_How to complete this task_.
Nothing in the listing may be skipped; repeat it all exactly.

_Dataset_.
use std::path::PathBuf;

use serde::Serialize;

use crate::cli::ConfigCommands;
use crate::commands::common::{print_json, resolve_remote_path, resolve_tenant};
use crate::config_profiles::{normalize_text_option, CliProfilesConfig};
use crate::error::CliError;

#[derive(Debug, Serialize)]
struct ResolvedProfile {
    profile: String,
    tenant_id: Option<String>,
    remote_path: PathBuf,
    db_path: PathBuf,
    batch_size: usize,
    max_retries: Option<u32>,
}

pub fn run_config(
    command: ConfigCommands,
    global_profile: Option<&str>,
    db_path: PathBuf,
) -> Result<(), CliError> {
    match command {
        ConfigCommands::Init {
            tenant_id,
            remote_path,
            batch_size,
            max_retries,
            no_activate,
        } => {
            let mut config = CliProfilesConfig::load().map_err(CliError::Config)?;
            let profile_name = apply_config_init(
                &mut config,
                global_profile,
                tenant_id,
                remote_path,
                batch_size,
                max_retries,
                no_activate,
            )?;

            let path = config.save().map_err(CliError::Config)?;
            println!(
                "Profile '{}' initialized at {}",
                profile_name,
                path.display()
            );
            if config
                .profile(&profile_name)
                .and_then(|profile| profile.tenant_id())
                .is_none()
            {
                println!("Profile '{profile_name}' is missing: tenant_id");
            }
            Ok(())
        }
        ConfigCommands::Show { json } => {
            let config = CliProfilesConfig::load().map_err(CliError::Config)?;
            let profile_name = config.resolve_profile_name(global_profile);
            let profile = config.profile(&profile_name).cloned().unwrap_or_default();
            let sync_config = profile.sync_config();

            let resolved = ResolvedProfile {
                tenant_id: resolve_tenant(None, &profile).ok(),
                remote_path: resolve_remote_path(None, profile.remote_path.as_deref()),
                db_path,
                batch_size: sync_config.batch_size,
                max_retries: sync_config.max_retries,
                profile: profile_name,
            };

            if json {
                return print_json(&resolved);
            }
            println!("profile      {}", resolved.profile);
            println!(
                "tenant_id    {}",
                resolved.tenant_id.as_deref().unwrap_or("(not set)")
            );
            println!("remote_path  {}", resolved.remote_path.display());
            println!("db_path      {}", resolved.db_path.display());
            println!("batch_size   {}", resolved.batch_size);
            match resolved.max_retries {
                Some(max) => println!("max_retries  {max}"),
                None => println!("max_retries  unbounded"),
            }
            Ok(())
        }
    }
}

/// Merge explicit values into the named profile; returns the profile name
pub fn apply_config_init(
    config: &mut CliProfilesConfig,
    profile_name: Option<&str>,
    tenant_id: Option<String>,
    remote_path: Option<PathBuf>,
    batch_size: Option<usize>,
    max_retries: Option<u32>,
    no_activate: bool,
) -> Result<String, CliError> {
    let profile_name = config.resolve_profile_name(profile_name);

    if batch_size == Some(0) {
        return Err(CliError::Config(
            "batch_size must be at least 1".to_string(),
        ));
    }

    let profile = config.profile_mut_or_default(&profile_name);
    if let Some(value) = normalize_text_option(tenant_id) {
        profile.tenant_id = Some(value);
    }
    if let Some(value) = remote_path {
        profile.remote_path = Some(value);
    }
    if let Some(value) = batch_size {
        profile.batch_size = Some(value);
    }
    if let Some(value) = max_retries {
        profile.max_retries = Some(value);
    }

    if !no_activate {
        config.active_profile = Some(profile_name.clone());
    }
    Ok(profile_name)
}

_Result of the task_.
use std::path::PathBuf;

use serde::Serialize;

use crate::cli::ConfigCommands;
use crate::commands::common::{print_json, resolve_remote_path, resolve_tenant};
use crate::config_profiles::{normalize_text_option, CliProfilesConfig};
use crate::error::CliError;

#[derive(Debug, Serialize)]
struct ResolvedProfile {
    profile: String,
    tenant_id: Option<String>,
    remote_path: PathBuf,
    db_path: PathBuf,
    batch_size: usize,
    max_retries: Option<u32>,
}

pub fn run_config(
    command: ConfigCommands,
    global_profile: Option<&str>,
    db_path: PathBuf,
) -> Result<(), CliError> {
    match command {
        ConfigCommands::Init {
            tenant_id,
            remote_path,
            batch_size,
            max_retries,
            no_activate,
        } => {
            let mut config = CliProfilesConfig::load().map_err(CliError::Config)?;
            let profile_name = apply_config_init(
                &mut config,
                global_profile,
                tenant_id,
                remote_path,
                batch_size,
                max_retries,
                no_activate,
            )?;

            let path = config.save().map_err(CliError::Config)?;
            println!(
                "Profile '{}' initialized at {}",
                profile_name,
                path.display()
            );
            if config
                .profile(&profile_name)
                .and_then(|profile| profile.tenant_id())
                .is_none()
            {
                println!("Profile '{profile_name}' is missing: tenant_id");
            }
            Ok(())
        }
        ConfigCommands::Show { json } => {
            let config = CliProfilesConfig::load().map_err(CliError::Config)?;
            let profile_name = config.resolve_profile_name(global_profile);
            let profile = config.profile(&profile_name).cloned().unwrap_or_default();
            let sync_config = profile.sync_config();

            let resolved = ResolvedProfile {
                tenant_id: resolve_tenant(None, &profile).ok(),
                remote_path: resolve_remote_path(None, profile.remote_path.as_deref()),
                db_path,
                batch_size: sync_config.batch_size,
                max_retries: sync_config.max_retries,
                profile: profile_name,
            };

            if json {
                return print_json(&resolved);
            }
            println!("profile      {}", resolved.profile);
            println!(
                "tenant_id    {}",
                resolved.tenant_id.as_deref().unwrap_or("(not set)")
            );
            println!("remote_path  {}", resolved.remote_path.display());
            println!("db_path      {}", resolved.db_path.display());
            println!("batch_size   {}", resolved.batch_size);
            match resolved.max_retries {
                Some(max) => println!("max_retries  {max}"),
                None => println!("max_retries  unbounded"),
            }
            Ok(())
        }
    }
}

/// Merge explicit values into the named profile; returns the profile name
pub fn apply_config_init(
    config: &mut CliProfilesConfig,
    profile_name: Option<&str>,
    tenant_id: Option<String>,
    remote_path: Option<PathBuf>,
    batch_size: Option<usize>,
    max_retries: Option<u32>,
    no_activate: bool,
) -> Result<String, CliError> {
    let profile_name = config.resolve_profile_name(profile_name);

    if batch_size == Some(0) {
        return Err(CliError::Config(
            "batch_size must be at least 1".to_string(),
        ));
    }

    let profile = config.profile_mut_or_default(&profile_name);
    if let Some(value) = normalize_text_option(tenant_id) {
        profile.tenant_id = Some(value);
    }
    if let Some(value) = remote_path {
        profile.remote_path = Some(value);
    }
    if let Some(value) = batch_size {
        profile.batch_size = Some(value);
    }
    if let Some(value) = max_retries {
        profile.max_retries = Some(value);
    }

    if !no_activate {
        config.active_profile = Some(profile_name.clone());
    }
    Ok(profile_name)
}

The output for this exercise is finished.